Directions for this task >> Where a line contains the word "space", copy that line from the records below.

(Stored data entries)
********

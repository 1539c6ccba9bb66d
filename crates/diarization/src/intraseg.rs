//! Mid-utterance speaker-change watchdog.
//!
//! Runs only while a segment is open: every embedding hop it scores the
//! most recent window against a local copy of the cluster label space
//! and decides whether the open segment should be cut early. It never
//! mutates shared clusters; the engine refreshes its centroid cache
//! from [`OnlineSpeakerClusterer::centroid_snapshot`] between segments.
//!
//! [`OnlineSpeakerClusterer::centroid_snapshot`]: crate::OnlineSpeakerClusterer::centroid_snapshot

use parley_embedding::{cosine_similarity, l2_normalize};

#[derive(Debug, Clone, Copy)]
pub struct IntrasegConfig {
    /// Window of segment audio embedded per hop.
    pub emb_win_s: f64,
    /// Hop between embeddings of the open segment.
    pub emb_hop_s: f64,
    /// Margin over the current speaker that cuts immediately.
    pub margin_strong: f32,
    /// No strong-margin cut before the segment reaches this duration.
    pub min_switch_s: f64,
    /// An opposition streak this long cuts regardless of margin.
    pub long_dominance_s: f64,
    /// Margins at or above this count toward weak-opposition persistence.
    pub weak_margin: f32,
    pub weak_min_count: u32,
    pub weak_min_duration_s: f64,
    /// Suppress further cuts for this long after any cut.
    pub cut_cooldown_s: f64,
    /// How much trailing audio a cut hands to the next segment.
    pub backtrace_s: f64,
}

impl Default for IntrasegConfig {
    fn default() -> Self {
        Self {
            emb_win_s: 1.0,
            emb_hop_s: 0.25,
            margin_strong: 0.15,
            min_switch_s: 1.2,
            long_dominance_s: 2.5,
            weak_margin: 0.05,
            weak_min_count: 4,
            weak_min_duration_s: 1.0,
            cut_cooldown_s: 2.0,
            backtrace_s: 0.5,
        }
    }
}

/// One `step()` verdict. `margin` is best-vs-current-speaker, which is
/// what the cut rules act on; `second_sim` is reported for logging.
#[derive(Debug, Clone)]
pub struct DiarizationDecision {
    pub label: String,
    pub best_sim: f32,
    pub second_sim: f32,
    pub last_sim: f32,
    pub margin: f32,
    pub cut: bool,
    pub backtrace_s: f64,
    pub reason: &'static str,
}

impl DiarizationDecision {
    fn hold(label: &str, reason: &'static str) -> Self {
        Self {
            label: label.to_string(),
            best_sim: 0.0,
            second_sim: 0.0,
            last_sim: 0.0,
            margin: 0.0,
            cut: false,
            backtrace_s: 0.0,
            reason,
        }
    }
}

pub struct IntraSegmentDiarizer {
    cfg: IntrasegConfig,
    centroids: Vec<(String, Vec<f32>)>,
    streak_s: f64,
    weak_count: u32,
    weak_s: f64,
    last_cut_s: f64,
}

impl IntraSegmentDiarizer {
    pub fn new(cfg: IntrasegConfig) -> Self {
        Self {
            cfg,
            centroids: Vec::new(),
            streak_s: 0.0,
            weak_count: 0,
            weak_s: 0.0,
            last_cut_s: f64::NEG_INFINITY,
        }
    }

    pub fn config(&self) -> &IntrasegConfig {
        &self.cfg
    }

    /// Replace the local centroid cache with the clusterer's current
    /// label space. Called by the engine at segment boundaries.
    pub fn sync_labels(&mut self, snapshot: Vec<(String, Vec<f32>)>) {
        self.centroids = snapshot;
    }

    /// Label of the most similar known centroid, without touching any
    /// opposition state. The engine uses this to resolve a segment's
    /// provisional label from the segment's own first embedding, since
    /// the label seeded at open time is whoever spoke last.
    pub fn best_match(&self, embedding: &[f32]) -> Option<String> {
        if self.centroids.is_empty() {
            return None;
        }
        let mut v = embedding.to_vec();
        l2_normalize(&mut v);
        let mut best = 0;
        let mut best_sim = f32::NEG_INFINITY;
        for (i, (_, c)) in self.centroids.iter().enumerate() {
            let s = cosine_similarity(c, &v);
            if s > best_sim {
                best_sim = s;
                best = i;
            }
        }
        Some(self.centroids[best].0.clone())
    }

    /// Score one hop of the open segment. `hop_s` is the stream time
    /// covered since the previous step (streak accounting), `now_s` the
    /// current stream time.
    pub fn step(
        &mut self,
        embedding: &[f32],
        current_label: &str,
        seg_duration_s: f64,
        hop_s: f64,
        now_s: f64,
    ) -> DiarizationDecision {
        // With fewer than two known speakers there is nothing to cut toward.
        if self.centroids.len() < 2 {
            return DiarizationDecision::hold(current_label, "too_few_speakers");
        }

        let mut v = embedding.to_vec();
        l2_normalize(&mut v);

        let sims: Vec<f32> = self
            .centroids
            .iter()
            .map(|(_, c)| cosine_similarity(c, &v))
            .collect();
        let mut best_idx = 0;
        for (i, &s) in sims.iter().enumerate() {
            if s > sims[best_idx] {
                best_idx = i;
            }
        }
        let best_sim = sims[best_idx];
        let second_sim = sims
            .iter()
            .enumerate()
            .filter(|(i, _)| *i != best_idx)
            .map(|(_, &s)| s)
            .fold(-1.0f32, f32::max);
        let last_sim = self
            .centroids
            .iter()
            .position(|(l, _)| l == current_label)
            .map(|i| sims[i])
            .unwrap_or(best_sim);
        let margin = best_sim - last_sim;
        let best_label = self.centroids[best_idx].0.clone();

        let opposed = best_label != current_label;
        if opposed {
            self.streak_s += hop_s;
            if margin >= self.cfg.weak_margin {
                self.weak_count += 1;
                self.weak_s += hop_s;
            }
        } else {
            self.reset_streaks();
        }

        let mut decision = DiarizationDecision {
            label: current_label.to_string(),
            best_sim,
            second_sim,
            last_sim,
            margin,
            cut: false,
            backtrace_s: 0.0,
            reason: if opposed { "opposed" } else { "agree" },
        };

        if now_s - self.last_cut_s < self.cfg.cut_cooldown_s {
            decision.reason = "cooldown";
            return decision;
        }
        if !opposed {
            return decision;
        }

        let reason = if margin >= self.cfg.margin_strong && seg_duration_s >= self.cfg.min_switch_s
        {
            Some("strong_margin")
        } else if self.streak_s >= self.cfg.long_dominance_s {
            Some("long_dominance")
        } else if self.weak_count >= self.cfg.weak_min_count
            && self.weak_s >= self.cfg.weak_min_duration_s
        {
            Some("weak_persistence")
        } else {
            None
        };

        if let Some(reason) = reason {
            self.last_cut_s = now_s;
            self.reset_streaks();
            tracing::debug!(
                from = current_label,
                to = %best_label,
                margin,
                reason,
                "intra-segment speaker cut"
            );
            decision.label = best_label;
            decision.cut = true;
            decision.backtrace_s = self.cfg.backtrace_s;
            decision.reason = reason;
        }
        decision
    }

    /// Segment closed for any other reason: opposition evidence does not
    /// carry across segments.
    pub fn notify_segment_end(&mut self) {
        self.reset_streaks();
    }

    fn reset_streaks(&mut self) {
        self.streak_s = 0.0;
        self.weak_count = 0;
        self.weak_s = 0.0;
    }
}

#[cfg(test)]
mod tests {
    use super::*;

    fn axis(dim: usize, i: usize) -> Vec<f32> {
        let mut v = vec![0.0f32; dim];
        v[i] = 1.0;
        v
    }

    /// Unit vector between axes 0 and 1 with the given mix weights.
    fn mixed(w0: f32, w1: f32) -> Vec<f32> {
        let mut v = vec![0.0f32; 8];
        v[0] = w0;
        v[1] = w1;
        l2_normalize(&mut v);
        v
    }

    fn two_speaker_tracker(cfg: IntrasegConfig) -> IntraSegmentDiarizer {
        let mut d = IntraSegmentDiarizer::new(cfg);
        d.sync_labels(vec![("S1".into(), axis(8, 0)), ("S2".into(), axis(8, 1))]);
        d
    }

    #[test]
    fn test_best_match_reads_without_counting_opposition() {
        let empty = IntraSegmentDiarizer::new(IntrasegConfig::default());
        assert!(empty.best_match(&axis(8, 0)).is_none());

        let mut d = two_speaker_tracker(IntrasegConfig::default());
        assert_eq!(d.best_match(&axis(8, 1)).as_deref(), Some("S2"));
        // The read leaves no streak behind: stepping with the resolved
        // label counts as agreement, not opposition.
        let dec = d.step(&axis(8, 1), "S2", 2.0, 0.25, 2.0);
        assert!(!dec.cut);
        assert_eq!(dec.reason, "agree");
    }

    #[test]
    fn test_no_cut_without_second_speaker() {
        let mut d = IntraSegmentDiarizer::new(IntrasegConfig::default());
        d.sync_labels(vec![("S1".into(), axis(8, 0))]);
        let dec = d.step(&axis(8, 1), "S1", 5.0, 0.25, 5.0);
        assert!(!dec.cut);
        assert_eq!(dec.label, "S1");
    }

    #[test]
    fn test_matching_voice_never_cuts() {
        let mut d = two_speaker_tracker(IntrasegConfig::default());
        for i in 0..40 {
            let t = 1.0 + 0.25 * i as f64;
            let dec = d.step(&axis(8, 0), "S1", t, 0.25, t);
            assert!(!dec.cut);
        }
    }

    #[test]
    fn test_strong_margin_cuts_once_segment_is_long_enough() {
        let mut d = two_speaker_tracker(IntrasegConfig::default());
        // Below min_switch_s the strong margin is not enough.
        let dec = d.step(&axis(8, 1), "S1", 1.0, 0.25, 1.0);
        assert!(!dec.cut);
        let dec = d.step(&axis(8, 1), "S1", 1.5, 0.25, 1.5);
        assert!(dec.cut);
        assert_eq!(dec.label, "S2");
        assert_eq!(dec.reason, "strong_margin");
        assert!(dec.backtrace_s > 0.0);
    }

    #[test]
    fn test_long_dominance_cuts_on_sub_weak_margins() {
        let mut d = two_speaker_tracker(IntrasegConfig::default());
        // Barely favors S2: margin under the weak floor, so only the
        // streak accumulates.
        let v = mixed(1.0, 1.05);
        let mut cut_at = None;
        for i in 0..20 {
            let t = 2.0 + 0.25 * i as f64;
            let dec = d.step(&v, "S1", t, 0.25, t);
            assert!(dec.margin < d.cfg.weak_margin);
            if dec.cut {
                cut_at = Some((i, dec));
                break;
            }
        }
        let (i, dec) = cut_at.expect("streak should force a cut");
        assert_eq!(dec.reason, "long_dominance");
        assert_eq!(dec.label, "S2");
        // 2.5s of opposition at 0.25s hops.
        assert_eq!(i, 9);
    }

    #[test]
    fn test_weak_persistence_cuts_before_long_dominance() {
        let mut d = two_speaker_tracker(IntrasegConfig::default());
        // Margin between weak and strong floors.
        let v = mixed(1.0, 1.15);
        let mut cut = None;
        for i in 0..20 {
            let t = 2.0 + 0.25 * i as f64;
            let dec = d.step(&v, "S1", t, 0.25, t);
            assert!(dec.margin >= d.cfg.weak_margin && dec.margin < d.cfg.margin_strong);
            if dec.cut {
                cut = Some(dec);
                break;
            }
        }
        assert_eq!(cut.expect("weak opposition should cut").reason, "weak_persistence");
    }

    #[test]
    fn test_agreement_resets_opposition_evidence() {
        let mut d = two_speaker_tracker(IntrasegConfig::default());
        let weak = mixed(1.0, 1.15);
        for i in 0..3 {
            let t = 2.0 + 0.25 * i as f64;
            assert!(!d.step(&weak, "S1", t, 0.25, t).cut);
        }
        // One agreeing hop wipes the streaks; three more weak hops stay
        // under both persistence floors.
        d.step(&axis(8, 0), "S1", 2.75, 0.25, 2.75);
        for i in 0..3 {
            let t = 3.0 + 0.25 * i as f64;
            assert!(!d.step(&weak, "S1", t, 0.25, t).cut);
        }
    }

    #[test]
    fn test_cooldown_suppresses_back_to_back_cuts() {
        let mut d = two_speaker_tracker(IntrasegConfig::default());
        let dec = d.step(&axis(8, 1), "S1", 2.0, 0.25, 10.0);
        assert!(dec.cut);
        // Opposite direction right after: inside the cooldown.
        let dec = d.step(&axis(8, 0), "S2", 2.0, 0.25, 10.5);
        assert!(!dec.cut);
        assert_eq!(dec.reason, "cooldown");
        // Past the cooldown the same evidence cuts again.
        let mut last = None;
        for i in 0..4 {
            let t = 12.5 + 0.25 * i as f64;
            last = Some(d.step(&axis(8, 0), "S2", 2.0 + 0.25 * i as f64, 0.25, t));
            if last.as_ref().unwrap().cut {
                break;
            }
        }
        assert!(last.unwrap().cut);
    }
}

********

Solution >>
//! most recent window against a local copy of the cluster label space
    /// label space. Called by the engine at segment boundaries.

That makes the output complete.